■ **What is expected**
Show every line of the data that includes the word "millivolts".

■ **Provided records**
// ============================================================================
// DC
// ============================================================================

/// Reading from a DC meter.
#[derive(Debug, Clone, PartialEq, Serialize, Deserialize)]
pub struct DcReading {
    /// Voltage (mV).
    pub millivolts: u32,
    /// Current (mA).
    pub milliamps: u32,
    /// Power derived from voltage and current (mW).
    pub milliwatts: u64,
    /// Accumulated energy (mWh).
    pub milliwatt_hours: u64,
    /// Price per kWh.
    pub price: f64,
    /// Accumulated cost.
    pub fee: f64,
    /// Estimated CO2 (g).
    pub co2: u64,
    /// Temperature (°C).
    pub temperature: u16,
    /// Running time as `HHH:MM:SS`.
    pub duration: String,
    /// Backlight timeout.
    pub backlight: Backlight,
}

impl DcReading {
    /// Decode a DC report.
    pub fn decode(frame: &[u8], co2_factor: f64) -> Result<Self, PacketError> {
        validate(frame, MessageType::Report)?;
        Self::parse(frame, co2_factor)
    }

    fn parse(frame: &[u8], co2_factor: f64) -> Result<Self, PacketError> {
        check_report(frame, DeviceType::Dc)?;

        let millivolts = read_u24_be(frame, 0x04) * 100;
        let milliamps = read_u24_be(frame, 0x07);
        let milliwatt_hours = u64::from(read_u32_be(frame, 0x0a)) * 10;
        let price = f64::from(read_u24_be(frame, 0x11)) / 100.0;
        Ok(DcReading {
            millivolts,
            milliamps,
            milliwatts: derived_milliwatts(millivolts, milliamps),
            milliwatt_hours,
            price,
            // DC energy has 1000x finer raw precision than AC
            fee: milliwatt_hours as f64 * price / 1_000_000.0,
            co2: co2_grams(milliwatt_hours, co2_factor),
            temperature: read_u16_be(frame, 0x18),
            duration: read_duration(frame, 0x1a),
            backlight: Backlight::from(frame[0x1e]),
        })
    }
}

// ============================================================================
// USB
// ============================================================================

/// Reading from a USB meter.
#[derive(Debug, Clone, PartialEq, Serialize, Deserialize)]
pub struct UsbReading {
    /// VBUS voltage (mV).
    pub millivolts: u32,
    /// VBUS current (mA).
    pub milliamps: u32,
    /// Power derived from voltage and current (mW).
    pub milliwatts: u64,
    /// Accumulated charge (mAh).
    pub milliamp_hours: u32,
    /// Accumulated energy (mWh).
    pub milliwatt_hours: u64,
    /// Estimated CO2 (g).
    pub co2: u64,
    /// D- line voltage (V).
    pub data_minus: f64,
    /// D+ line voltage (V).
    pub data_plus: f64,
    /// Temperature (°C).
    pub temperature: u16,
    /// Running time as `HHH:MM:SS`.
    pub duration: String,
    /// Backlight timeout.
    pub backlight: Backlight,
}

impl UsbReading {
    /// Decode a USB report.
    pub fn decode(frame: &[u8], co2_factor: f64) -> Result<Self, PacketError> {
        validate(frame, MessageType::Report)?;
        Self::parse(frame, co2_factor)
    }

    fn parse(frame: &[u8], co2_factor: f64) -> Result<Self, PacketError> {
        check_report(frame, DeviceType::Usb)?;

        let millivolts = read_u24_be(frame, 0x04) * 10;
        let milliamps = read_u24_be(frame, 0x07) * 10;
        let milliwatt_hours = u64::from(read_u32_be(frame, 0x0d)) * 10;
        Ok(UsbReading {
            millivolts,
            milliamps,
            milliwatts: derived_milliwatts(millivolts, milliamps),
            milliamp_hours: read_u24_be(frame, 0x0a),
            milliwatt_hours,
            co2: co2_grams(milliwatt_hours, co2_factor),
            data_minus: f64::from(read_u16_be(frame, 0x11)) / 100.0,
            data_plus: f64::from(read_u16_be(frame, 0x13)) / 100.0,
            temperature: read_u16_be(frame, 0x15),
            duration: read_duration(frame, 0x17),
            backlight: Backlight::from(frame[0x1b]),
        })
    }
}

#[cfg(test)]
mod tests {
    use super::*;
    use crate::checksum::frame_checksum;
    use approx::assert_relative_eq;

    /// Build a report frame with the given fields written at their offsets.
    fn report(device: u8, fields: &[(usize, &[u8])]) -> Vec<u8> {
        let mut frame = vec![0u8; REPORT_FRAME_SIZE];
        frame[..2].copy_from_slice(&HEADER);
        frame[2] = MSG_TYPE_REPORT;
        frame[3] = device;
        for (offset, bytes) in fields {
            frame[*offset..*offset + bytes.len()].copy_from_slice(bytes);
        }
        let last = REPORT_FRAME_SIZE - 1;
        frame[last] = frame_checksum(&frame[..last]);
        frame
    }

    fn ac_frame() -> Vec<u8> {
        report(
            DEVICE_TYPE_AC,
            &[
                (0x04, &[0x00, 0x08, 0xFC]),       // 230.0 V
                (0x07, &[0x00, 0x03, 0xE8]),       // 1.000 A
                (0x0a, &[0x00, 0x08, 0xFC]),       // 230.0 W
                (0x0d, &[0x00, 0x00, 0x00, 0x0C]), // 0.12 kWh
                (0x11, &[0x00, 0x00, 0x32]),       // 0.50
                (0x14, &[0x01, 0xF4]),             // 50.0 Hz
                (0x16, &[0x03, 0xB6]),             // 0.950
                (0x18, &[0x00, 0x19]),             // 25 °C
                (0x1a, &[0x00, 0x01, 0x02, 0x03]),
                (0x1e, &[30]),
            ],
        )
    }

    #[test]
    fn test_decode_ac() {
        let reading = Reading::decode_default(&ac_frame()).expect("valid AC report");
        let Reading::Ac(ac) = reading else {
            panic!("Expected AC reading");
        };
        assert_eq!(ac.millivolts, 230_000);
        assert_eq!(ac.milliamps, 1_000);
        assert_eq!(ac.milliwatts, 230_000);
        assert_eq!(ac.milliwatt_hours, 120_000);
        assert_relative_eq!(ac.price, 0.5);
        assert_relative_eq!(ac.fee, 60.0);
        assert_eq!(ac.co2, 120); // 119.64 rounds up
        assert_relative_eq!(ac.frequency, 50.0);
        assert_relative_eq!(ac.power_factor, 0.95);
        assert_eq!(ac.temperature, 25);
        assert_eq!(ac.duration, "001:02:03");
        assert_eq!(ac.backlight, Backlight::Seconds(30));
    }

    #[test]
    fn test_decode_dc() {
        let frame = report(
            DEVICE_TYPE_DC,
            &[
                (0x04, &[0x00, 0x00, 0x78]),       // 12.0 V
                (0x07, &[0x00, 0x07, 0xD0]),       // 2.000 A
                (0x0a, &[0x00, 0x00, 0x03, 0xE8]), // 10 Wh
                (0x11, &[0x00, 0x00, 0x64]),       // 1.00
                (0x18, &[0x00, 0x1E]),
                (0x1a, &[0x00, 0x0A, 0x3B, 0x00]),
                (0x1e, &[60]),
            ],
        );
        let Reading::Dc(dc) = Reading::decode(&frame, 0.001).expect("valid DC report") else {
            panic!("Expected DC reading");
        };
        assert_eq!(dc.millivolts, 12_000);
        assert_eq!(dc.milliamps, 2_000);
        assert_eq!(dc.milliwatts, 24_000);
        assert_eq!(dc.milliwatt_hours, 10_000);
        assert_relative_eq!(dc.fee, 0.01);
        assert_eq!(dc.co2, 10);
        assert_eq!(dc.temperature, 30);
        assert_eq!(dc.duration, "010:59:00");
        assert_eq!(dc.backlight, Backlight::AlwaysOn);
    }

    #[test]
    fn test_decode_dc_power_rounds() {
        let frame = report(
            DEVICE_TYPE_DC,
            &[(0x04, &[0x00, 0x00, 0x01]), (0x07, &[0x00, 0x00, 0x05])],
        );
        // 100 mV * 5 mA = 0.5 mW
        let Reading::Dc(dc) = Reading::decode_default(&frame).expect("valid DC report") else {
            panic!("Expected DC reading");
        };
        assert_eq!(dc.milliwatts, 1);
    }

    #[test]
    fn test_decode_usb() {
        let frame = report(
            DEVICE_TYPE_USB,
            &[
                (0x04, &[0x00, 0x01, 0xF4]),       // 5.00 V
                (0x07, &[0x00, 0x00, 0x64]),       // 1.00 A
                (0x0a, &[0x00, 0x01, 0x2C]),       // 300 mAh
                (0x0d, &[0x00, 0x00, 0x00, 0x96]), // 1.5 Wh
                (0x11, &[0x00, 0x3C]),             // 0.60 V
                (0x13, &[0x00, 0x3D]),             // 0.61 V
                (0x15, &[0x00, 0x1C]),
                (0x17, &[0x00, 0x00, 0x05, 0x06]),
                (0x1b, &[0]),
            ],
        );
        let Reading::Usb(usb) = Reading::decode_default(&frame).expect("valid USB report") else {
            panic!("Expected USB reading");
        };
        assert_eq!(usb.millivolts, 5_000);
        assert_eq!(usb.milliamps, 1_000);
        assert_eq!(usb.milliwatts, 5_000);
        assert_eq!(usb.milliamp_hours, 300);
        assert_eq!(usb.milliwatt_hours, 1_500);
        assert_eq!(usb.co2, 1);
        assert_relative_eq!(usb.data_minus, 0.6);
        assert_relative_eq!(usb.data_plus, 0.61);
        assert_eq!(usb.temperature, 28);
        assert_eq!(usb.duration, "000:05:06");
        assert_eq!(usb.backlight, Backlight::AlwaysOff);
    }

    #[test]
    fn test_unknown_device_type() {
        let frame = report(0x09, &[]);
        assert_eq!(
            Reading::decode_default(&frame),
            Err(PacketError::UnknownDeviceType(0x09))
        );
    }

    #[test]
    fn test_wrong_length() {
        let mut frame = ac_frame();
        frame.truncate(20);
        let last = frame.len() - 1;
        frame[last] = frame_checksum(&frame[..last]);
        assert_eq!(
            Reading::decode_default(&frame),
            Err(PacketError::MalformedFrame {
                expected: REPORT_FRAME_SIZE,
                actual: 20
            })
        );
        assert!(matches!(
            Reading::decode_default(&[0xFF, 0x55, 0x01]),
            Err(PacketError::MalformedFrame { .. })
        ));
    }

    #[test]
    fn test_frame_too_short_for_device_byte() {
        // Valid checksum, but the only byte after the tag is the checksum itself
        let frame = [0xFF, 0x55, 0x01, 0x45];
        assert_eq!(frame_checksum(&frame[..3]), 0x45);
        assert_eq!(
            Reading::decode_default(&frame),
            Err(PacketError::MalformedFrame {
                expected: REPORT_FRAME_SIZE,
                actual: 4
            })
        );

        let frame = [0xFF, 0x55, 0x01, 0x01, 0x46];
        assert_eq!(
            Reading::decode_default(&frame),
            Err(PacketError::MalformedFrame {
                expected: REPORT_FRAME_SIZE,
                actual: 5
            })
        );
    }

    #[test]
    fn test_corrupted_report() {
        let mut frame = ac_frame();
        frame[0x05] ^= 0x01;
        assert!(matches!(
            Reading::decode_default(&frame),
            Err(PacketError::ChecksumMismatch { .. })
        ));
    }

    #[test]
    fn test_command_frame_is_not_a_report() {
        let frame = [0xFF, 0x55, 0x11, 0x01, 0x01, 0, 0, 0, 0, 0x57];
        assert_eq!(
            Reading::decode_default(&frame),
            Err(PacketError::UnexpectedMessageType {
                expected: MSG_TYPE_REPORT,
                actual: MSG_TYPE_COMMAND
            })
        );
    }

    #[test]
    fn test_family_decoder_rejects_other_family() {
        assert_eq!(
            DcReading::decode(&ac_frame(), DEFAULT_CO2_FACTOR),
            Err(PacketError::UnknownDeviceType(DEVICE_TYPE_AC))
        );
    }

    #[test]
    fn test_reading_accessors() {
        let reading = Reading::decode_default(&ac_frame()).expect("valid AC report");
        assert_eq!(reading.device_type(), DeviceType::Ac);
        assert_eq!(reading.millivolts(), 230_000);
        assert_eq!(reading.milliamps(), 1_000);
        assert_eq!(reading.milliwatts(), 230_000);
        assert_eq!(reading.milliwatt_hours(), 120_000);
    }
}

■ **Written solution**
    pub millivolts: u32,
        let millivolts = read_u24_be(frame, 0x04) * 100;
            millivolts,
            milliwatts: derived_milliwatts(millivolts, milliamps),
    pub millivolts: u32,
        let millivolts = read_u24_be(frame, 0x04) * 10;
            millivolts,
            milliwatts: derived_milliwatts(millivolts, milliamps),
        assert_eq!(ac.millivolts, 230_000);
        assert_eq!(dc.millivolts, 12_000);
        assert_eq!(usb.millivolts, 5_000);
        assert_eq!(reading.millivolts(), 230_000);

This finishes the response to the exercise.